> **YOUR ASSIGNMENT**:
The answer must consist of each line of the records below that contains the string "XSeriesFields".

> **RAW DATA**:
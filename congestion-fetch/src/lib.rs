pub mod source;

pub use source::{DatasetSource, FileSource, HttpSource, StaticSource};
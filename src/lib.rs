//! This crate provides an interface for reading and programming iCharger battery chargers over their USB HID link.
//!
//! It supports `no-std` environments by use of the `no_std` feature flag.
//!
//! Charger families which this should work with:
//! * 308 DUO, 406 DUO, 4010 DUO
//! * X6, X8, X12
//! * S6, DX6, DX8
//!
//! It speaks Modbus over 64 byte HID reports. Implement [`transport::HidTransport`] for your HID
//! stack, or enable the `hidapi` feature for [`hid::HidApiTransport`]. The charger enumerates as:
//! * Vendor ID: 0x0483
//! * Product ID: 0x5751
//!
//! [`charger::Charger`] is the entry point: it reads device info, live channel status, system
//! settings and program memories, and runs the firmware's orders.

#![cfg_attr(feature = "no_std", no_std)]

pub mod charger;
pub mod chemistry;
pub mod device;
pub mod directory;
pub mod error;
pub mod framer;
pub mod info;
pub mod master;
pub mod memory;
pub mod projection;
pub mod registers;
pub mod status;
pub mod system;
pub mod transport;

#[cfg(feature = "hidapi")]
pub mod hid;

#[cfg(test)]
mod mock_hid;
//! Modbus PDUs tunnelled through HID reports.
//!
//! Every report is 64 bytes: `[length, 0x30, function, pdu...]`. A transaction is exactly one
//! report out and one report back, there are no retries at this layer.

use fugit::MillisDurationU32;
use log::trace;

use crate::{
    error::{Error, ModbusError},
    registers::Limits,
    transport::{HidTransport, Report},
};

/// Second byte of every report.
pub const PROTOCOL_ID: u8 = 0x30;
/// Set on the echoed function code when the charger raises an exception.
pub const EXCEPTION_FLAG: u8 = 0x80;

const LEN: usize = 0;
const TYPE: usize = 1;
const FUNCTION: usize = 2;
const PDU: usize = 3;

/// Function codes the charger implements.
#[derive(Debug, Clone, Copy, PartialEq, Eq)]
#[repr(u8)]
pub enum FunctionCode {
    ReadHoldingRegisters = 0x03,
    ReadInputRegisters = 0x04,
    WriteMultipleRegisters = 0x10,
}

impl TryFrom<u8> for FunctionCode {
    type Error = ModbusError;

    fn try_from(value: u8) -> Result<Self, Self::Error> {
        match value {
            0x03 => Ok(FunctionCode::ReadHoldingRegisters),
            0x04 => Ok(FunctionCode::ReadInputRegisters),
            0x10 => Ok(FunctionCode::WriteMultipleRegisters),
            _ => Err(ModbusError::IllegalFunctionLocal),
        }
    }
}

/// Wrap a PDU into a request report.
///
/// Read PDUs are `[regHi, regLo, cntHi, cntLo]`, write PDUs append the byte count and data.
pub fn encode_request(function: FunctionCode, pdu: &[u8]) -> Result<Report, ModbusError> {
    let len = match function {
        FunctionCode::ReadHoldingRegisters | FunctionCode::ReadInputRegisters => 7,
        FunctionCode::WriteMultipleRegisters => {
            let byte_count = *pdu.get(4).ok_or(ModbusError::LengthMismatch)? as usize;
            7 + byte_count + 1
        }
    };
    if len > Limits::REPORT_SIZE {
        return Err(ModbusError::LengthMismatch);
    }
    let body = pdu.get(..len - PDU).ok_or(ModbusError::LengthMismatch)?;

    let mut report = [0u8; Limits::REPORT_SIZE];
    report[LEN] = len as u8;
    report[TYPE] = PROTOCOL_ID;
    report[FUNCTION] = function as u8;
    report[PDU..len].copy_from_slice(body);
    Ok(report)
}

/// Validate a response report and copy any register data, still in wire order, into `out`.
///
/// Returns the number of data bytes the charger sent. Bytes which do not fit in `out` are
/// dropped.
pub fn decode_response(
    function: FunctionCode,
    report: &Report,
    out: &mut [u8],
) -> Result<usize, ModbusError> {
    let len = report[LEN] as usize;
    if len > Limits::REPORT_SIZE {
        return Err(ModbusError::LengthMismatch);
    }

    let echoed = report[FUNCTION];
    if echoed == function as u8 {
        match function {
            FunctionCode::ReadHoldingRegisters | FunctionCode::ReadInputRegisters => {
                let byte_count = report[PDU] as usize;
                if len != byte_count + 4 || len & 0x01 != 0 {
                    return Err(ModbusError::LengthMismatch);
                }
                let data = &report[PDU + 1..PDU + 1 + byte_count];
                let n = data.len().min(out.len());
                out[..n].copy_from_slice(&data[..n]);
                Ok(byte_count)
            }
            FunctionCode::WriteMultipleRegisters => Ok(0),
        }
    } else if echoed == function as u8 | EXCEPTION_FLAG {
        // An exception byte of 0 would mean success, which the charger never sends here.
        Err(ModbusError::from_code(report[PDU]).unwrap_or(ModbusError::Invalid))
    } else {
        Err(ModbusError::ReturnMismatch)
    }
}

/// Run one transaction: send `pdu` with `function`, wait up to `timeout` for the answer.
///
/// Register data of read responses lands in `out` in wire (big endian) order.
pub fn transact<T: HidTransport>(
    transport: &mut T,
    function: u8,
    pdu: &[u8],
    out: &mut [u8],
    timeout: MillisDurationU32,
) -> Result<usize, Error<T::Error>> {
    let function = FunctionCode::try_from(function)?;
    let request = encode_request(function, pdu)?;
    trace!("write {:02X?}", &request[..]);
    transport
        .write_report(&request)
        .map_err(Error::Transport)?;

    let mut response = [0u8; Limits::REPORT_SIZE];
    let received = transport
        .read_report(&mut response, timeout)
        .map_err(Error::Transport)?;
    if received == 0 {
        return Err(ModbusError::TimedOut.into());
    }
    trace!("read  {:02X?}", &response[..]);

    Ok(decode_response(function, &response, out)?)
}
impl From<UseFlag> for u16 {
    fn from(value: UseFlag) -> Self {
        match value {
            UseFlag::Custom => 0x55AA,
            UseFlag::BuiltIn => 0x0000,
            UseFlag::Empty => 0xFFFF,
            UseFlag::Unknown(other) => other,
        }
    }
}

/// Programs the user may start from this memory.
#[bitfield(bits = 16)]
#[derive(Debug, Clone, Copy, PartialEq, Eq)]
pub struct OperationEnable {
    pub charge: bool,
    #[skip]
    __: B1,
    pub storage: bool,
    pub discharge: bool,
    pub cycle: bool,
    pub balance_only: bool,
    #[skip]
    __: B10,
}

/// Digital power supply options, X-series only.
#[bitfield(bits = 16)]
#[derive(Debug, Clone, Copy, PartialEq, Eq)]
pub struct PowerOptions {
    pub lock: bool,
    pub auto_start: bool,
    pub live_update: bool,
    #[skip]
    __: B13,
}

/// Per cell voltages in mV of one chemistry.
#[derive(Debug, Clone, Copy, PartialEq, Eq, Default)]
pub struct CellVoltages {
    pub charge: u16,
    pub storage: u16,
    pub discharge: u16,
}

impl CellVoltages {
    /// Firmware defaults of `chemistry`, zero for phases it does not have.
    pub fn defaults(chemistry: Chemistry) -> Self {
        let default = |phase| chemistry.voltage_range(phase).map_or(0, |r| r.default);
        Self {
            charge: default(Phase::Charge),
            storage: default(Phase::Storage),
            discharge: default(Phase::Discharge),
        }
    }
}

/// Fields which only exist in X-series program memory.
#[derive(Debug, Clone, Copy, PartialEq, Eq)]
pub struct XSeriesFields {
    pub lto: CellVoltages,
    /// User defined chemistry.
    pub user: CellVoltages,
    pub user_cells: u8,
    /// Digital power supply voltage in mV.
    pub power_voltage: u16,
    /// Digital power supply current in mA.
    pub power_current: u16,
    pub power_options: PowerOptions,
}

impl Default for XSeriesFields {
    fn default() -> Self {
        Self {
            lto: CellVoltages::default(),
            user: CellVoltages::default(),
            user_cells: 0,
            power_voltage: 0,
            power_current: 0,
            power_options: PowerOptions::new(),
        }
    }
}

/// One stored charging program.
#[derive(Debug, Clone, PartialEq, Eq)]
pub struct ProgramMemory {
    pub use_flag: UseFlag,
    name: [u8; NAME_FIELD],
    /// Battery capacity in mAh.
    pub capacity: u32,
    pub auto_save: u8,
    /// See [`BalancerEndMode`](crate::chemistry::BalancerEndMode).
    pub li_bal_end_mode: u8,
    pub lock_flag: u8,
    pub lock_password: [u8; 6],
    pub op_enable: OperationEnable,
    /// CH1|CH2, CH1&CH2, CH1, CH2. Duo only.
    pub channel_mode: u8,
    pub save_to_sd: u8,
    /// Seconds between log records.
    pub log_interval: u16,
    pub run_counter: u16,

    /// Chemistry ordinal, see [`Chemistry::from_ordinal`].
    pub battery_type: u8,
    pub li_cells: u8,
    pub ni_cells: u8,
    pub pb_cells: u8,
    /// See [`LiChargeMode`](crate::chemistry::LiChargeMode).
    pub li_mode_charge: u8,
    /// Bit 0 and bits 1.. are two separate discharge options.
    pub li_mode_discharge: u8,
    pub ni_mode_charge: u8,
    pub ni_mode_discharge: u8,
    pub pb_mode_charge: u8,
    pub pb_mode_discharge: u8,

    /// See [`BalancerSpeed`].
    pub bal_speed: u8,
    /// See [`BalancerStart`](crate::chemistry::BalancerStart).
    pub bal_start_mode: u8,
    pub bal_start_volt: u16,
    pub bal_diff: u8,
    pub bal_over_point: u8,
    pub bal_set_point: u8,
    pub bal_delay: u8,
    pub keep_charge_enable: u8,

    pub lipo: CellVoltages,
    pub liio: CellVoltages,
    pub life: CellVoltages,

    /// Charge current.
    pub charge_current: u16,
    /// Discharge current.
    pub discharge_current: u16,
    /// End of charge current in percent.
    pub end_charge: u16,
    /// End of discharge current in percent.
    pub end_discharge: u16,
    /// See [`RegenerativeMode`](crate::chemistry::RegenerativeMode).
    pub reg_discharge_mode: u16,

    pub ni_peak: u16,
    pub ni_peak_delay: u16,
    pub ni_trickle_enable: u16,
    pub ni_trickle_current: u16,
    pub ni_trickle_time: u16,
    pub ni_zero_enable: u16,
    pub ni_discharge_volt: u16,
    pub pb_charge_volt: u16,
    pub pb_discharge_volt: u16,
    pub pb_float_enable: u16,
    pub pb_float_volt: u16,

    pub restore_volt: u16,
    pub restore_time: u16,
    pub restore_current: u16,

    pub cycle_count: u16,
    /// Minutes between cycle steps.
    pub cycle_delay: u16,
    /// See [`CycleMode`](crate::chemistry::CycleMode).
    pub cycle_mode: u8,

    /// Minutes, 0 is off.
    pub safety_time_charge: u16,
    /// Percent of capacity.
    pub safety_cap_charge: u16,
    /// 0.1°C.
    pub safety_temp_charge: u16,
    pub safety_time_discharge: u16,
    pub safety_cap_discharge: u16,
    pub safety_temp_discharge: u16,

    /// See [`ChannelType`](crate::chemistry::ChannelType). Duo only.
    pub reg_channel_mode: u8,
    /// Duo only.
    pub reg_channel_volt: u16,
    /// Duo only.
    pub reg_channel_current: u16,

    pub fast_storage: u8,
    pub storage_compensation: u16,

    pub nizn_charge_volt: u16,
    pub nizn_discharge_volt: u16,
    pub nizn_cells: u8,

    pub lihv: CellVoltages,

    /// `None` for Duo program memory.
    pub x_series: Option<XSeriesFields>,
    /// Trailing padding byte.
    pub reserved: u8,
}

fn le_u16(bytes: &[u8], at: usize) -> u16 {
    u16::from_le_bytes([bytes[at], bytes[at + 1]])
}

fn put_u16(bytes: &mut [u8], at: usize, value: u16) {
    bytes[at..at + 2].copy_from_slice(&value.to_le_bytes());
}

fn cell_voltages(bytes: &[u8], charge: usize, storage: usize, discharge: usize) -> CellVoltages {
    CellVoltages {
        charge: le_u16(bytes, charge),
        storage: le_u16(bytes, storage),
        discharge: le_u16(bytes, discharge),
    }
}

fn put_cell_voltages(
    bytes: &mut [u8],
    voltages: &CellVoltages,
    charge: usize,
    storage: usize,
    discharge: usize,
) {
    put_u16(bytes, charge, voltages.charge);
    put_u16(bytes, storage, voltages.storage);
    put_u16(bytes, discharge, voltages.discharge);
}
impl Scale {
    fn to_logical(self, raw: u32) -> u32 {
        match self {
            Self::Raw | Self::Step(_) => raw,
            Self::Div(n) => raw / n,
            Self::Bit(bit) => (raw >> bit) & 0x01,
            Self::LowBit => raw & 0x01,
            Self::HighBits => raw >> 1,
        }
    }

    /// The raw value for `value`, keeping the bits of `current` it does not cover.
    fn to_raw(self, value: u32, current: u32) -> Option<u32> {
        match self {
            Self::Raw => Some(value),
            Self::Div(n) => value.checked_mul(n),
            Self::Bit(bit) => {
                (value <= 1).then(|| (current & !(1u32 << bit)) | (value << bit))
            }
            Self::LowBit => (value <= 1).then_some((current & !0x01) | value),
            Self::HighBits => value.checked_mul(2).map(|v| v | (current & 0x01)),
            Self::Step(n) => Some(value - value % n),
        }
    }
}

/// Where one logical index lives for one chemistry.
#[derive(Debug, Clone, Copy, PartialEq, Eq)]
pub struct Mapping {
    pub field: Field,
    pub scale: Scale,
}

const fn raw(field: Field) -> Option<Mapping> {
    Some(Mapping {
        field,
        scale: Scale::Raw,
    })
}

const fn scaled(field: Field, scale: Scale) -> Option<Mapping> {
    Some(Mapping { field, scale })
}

> **OUTPUT BELOW**:
pub struct XSeriesFields {
impl Default for XSeriesFields {
    pub x_series: Option<XSeriesFields>,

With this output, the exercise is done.